Al Jazeera’s Lucia Newman looks back on the life of deceased President Hugo Chavez who she met on several occasions.
Hugo Chavez’s embalmed body will be permanently displayed in a glass casket at a military museum after a state funeral, Venezuela’s acting president has said.
Nicolas Maduro made the announcement said on Thursday during a television interview with state-owned VTV outside of the military academy where the late president’s body is lying in state.
He said Chavez would first lie in state for at least another seven days at the military academy where he was brought on Wednesday.
Huge crowds are still waiting to pay their respects to Chavez after his death this week, as world leaders began to arrive for Chavez’s state funeral, set to take place on Friday.
Chavez’s body will be embalmed and brought to the Museum of the Revolution, which is still under construction and is close to the presidential palace from which he ruled for 14 years.
Maduro said the move – reminiscent of the treatment of Communist leaders Lenin, Stalin and Mao after their deaths – would help keep Chavez’s self-declared socialist revolution alive.
“It has been decided that the body of the comandante will be embalmed so that it remains eternally on view for the people at the museum,” Maduro told VTV.
Elias Jaua, foreign minister, said 54 countries were sending delegations, including 22 heads of state.
Cuban President Raul Castro and Brazilian President Dilma Rousseff were met by Jaua on Thursday, and Iranian President Mahmoud Ahmadinejad was expected to arrive later in the day.

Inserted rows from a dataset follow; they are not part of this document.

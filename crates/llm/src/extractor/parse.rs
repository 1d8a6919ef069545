//! Deterministic parsing of free-text model responses into item lists.

use std::collections::BTreeMap;

use rfp_core::analysis::Category;

/// Template lines the model sometimes echoes back verbatim.
const BOILERPLATE: [&str; 2] = ["list each requirement", "list each risk"];

/// Parse a combined response whose categories are introduced by header
/// lines (`=== RISK FACTORS ===`). Every category is present in the result.
pub fn parse_sectioned(text: &str) -> BTreeMap<Category, Vec<String>> {
    let mut sections: BTreeMap<Category, Vec<String>> =
        Category::ALL.into_iter().map(|c| (c, Vec::new())).collect();
    let mut current: Option<Category> = None;

    for line in text.lines().map(str::trim).filter(|l| !l.is_empty()) {
        let upper = line.to_uppercase();
        if let Some(category) = Category::ALL.into_iter().find(|c| upper.contains(c.header())) {
            current = Some(category);
        }

        let Some(category) = current else { continue };
        if let Some(item) = bullet_item(line) {
            if let Some(items) = sections.get_mut(&category) {
                items.push(item);
            }
        }
    }
    sections
}

/// Every bullet line of a single-category response, in order.
pub fn parse_bullets(text: &str) -> Vec<String> {
    text.lines()
        .map(str::trim)
        .filter_map(bullet_item)
        .collect()
}

/// The cleaned item of a `-` or `•` line, or `None` for anything else,
/// including empty bullets and echoed template text.
fn bullet_item(line: &str) -> Option<String> {
    if !(line.starts_with('-') || line.starts_with('•')) {
        return None;
    }
    let item = line
        .trim_start_matches(|c: char| c == '-' || c == '•' || c == ' ')
        .trim();
    if item.is_empty() {
        return None;
    }
    let lower = item.to_lowercase();
    if BOILERPLATE.iter().any(|b| lower.contains(b)) {
        return None;
    }
    Some(item.to_string())
}

#[cfg(test)]
mod tests {
    use super::*;

    #[test]
    fn two_bullets_under_eligibility() {
        let parsed = parse_sectioned("=== ELIGIBILITY REQUIREMENTS ===\n- item1\n- item2");
        assert_eq!(parsed[&Category::Eligibility], vec!["item1", "item2"]);
        assert!(parsed[&Category::Risks].is_empty());
        assert_eq!(parsed.len(), 4);
    }

    #[test]
    fn headers_switch_sections_case_insensitively() {
        let text = "\
Intro text the model added.
- ignored, no section yet
=== Eligibility Requirements ===
- Registered in the state
• ISO 9001 certified
Compliance requirements:
-   Must sign NDA
=== SUBMISSION REQUIREMENTS ===
  - PDF format only  
=== RISK FACTORS ===
- Unlimited liability
";
        let parsed = parse_sectioned(text);
        assert_eq!(
            parsed[&Category::Eligibility],
            vec!["Registered in the state", "ISO 9001 certified"]
        );
        assert_eq!(parsed[&Category::Compliance], vec!["Must sign NDA"]);
        assert_eq!(parsed[&Category::Submission], vec!["PDF format only"]);
        assert_eq!(parsed[&Category::Risks], vec!["Unlimited liability"]);
    }

    #[test]
    fn echoed_template_lines_and_empty_bullets_are_dropped() {
        let text = "\
=== ELIGIBILITY REQUIREMENTS ===
- [list each requirement on a new line starting with -]
-
- • 
- Valid license
=== RISK FACTORS ===
- [List Each Risk on a new line starting with -]
";
        let parsed = parse_sectioned(text);
        assert_eq!(parsed[&Category::Eligibility], vec!["Valid license"]);
        assert!(parsed[&Category::Risks].is_empty());
    }

    #[test]
    fn non_bullet_lines_are_ignored() {
        let parsed = parse_sectioned("=== RISK FACTORS ===\n* starred\n1. numbered\n-- dashed");
        assert_eq!(parsed[&Category::Risks], vec!["dashed"]);
    }

    #[test]
    fn bullets_without_headers() {
        let items = parse_bullets("Here you go:\n- first\n  • second\nnot a bullet\n- ");
        assert_eq!(items, vec!["first", "second"]);
        assert!(parse_bullets("No bullets at all.").is_empty());
    }
}
use async_trait::async_trait;
use reqwest::Client;
use serde::{Deserialize, Serialize};

use super::traits::{validate_vectors, Embedder, EmbeddingError};

/// Embedder backed by a local Ollama instance (`/api/embed`).
pub struct OllamaEmbedder {
    client: Client,
    url: String,
    model: String,
    dimensions: usize,
}

impl OllamaEmbedder {
    pub fn new(url: String, model: String, dimensions: usize) -> Self {
        Self {
            client: Client::new(),
            url: url.trim_end_matches('/').to_string(),
            model,
            dimensions,
        }
    }
}

#[derive(Serialize)]
struct OllamaEmbedRequest<'a> {
    model: &'a str,
    input: &'a [&'a str],
}

#[derive(Deserialize)]
struct OllamaEmbedResponse {
    embeddings: Vec<Vec<f32>>,
}

#[async_trait]
impl Embedder for OllamaEmbedder {
    async fn embed_batch(&self, texts: &[&str]) -> Result<Vec<Vec<f32>>, EmbeddingError> {
        if texts.is_empty() {
            return Ok(Vec::new());
        }

        let response = self
            .client
            .post(format!("{}/api/embed", self.url))
            .json(&OllamaEmbedRequest {
                model: &self.model,
                input: texts,
            })
            .send()
            .await?;

        if !response.status().is_success() {
            let status = response.status();
            let body = response.text().await.unwrap_or_default();
            return Err(EmbeddingError::Api(format!("{status}: {body}")));
        }

        let parsed: OllamaEmbedResponse = response.json().await?;
        validate_vectors(&parsed.embeddings, texts.len(), self.dimensions)?;
        Ok(parsed.embeddings)
    }

    fn dimensions(&self) -> usize {
        self.dimensions
    }
}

A US delegation was also travelling to Venezuela for the funeral despite the rocky relationship between the two countries during Chavez’s time in office.
Uncertainty over transition
Chavez often portrayed the US as a great global evil even though he sent the country billions of dollars in oil each year.
Chavez slipped into a coma on Monday and died the next day of respiratory failure after a rapid deterioration from the weekend, when he had held a five-hour meeting with ministers at his bedside, one government source told Reuters news agency.
The cancer had spread to his lungs, according to the source, who spoke on condition of anonymity.
There is uncertainty over when a presidential vote will be held in the South American county, which has the world’s largest oil reserves and 29 million residents.
The constitution stipulates a poll must be called within 30 days, but politicians say election authorities may not be ready in time and there is talk of a possible delay. Chavez won four presidential elections.
Maduro, 50, a former union leader who ended his education at high school before plunging into politics, looks certain to face opposition leader Henrique Capriles, 40, the centrist governor of Miranda state who lost to Chavez in last year’s election.
Members of the opposition have kept a low profile and offered condolences during the enormous show of support for Chavez, one of Latin America’s most popular leaders.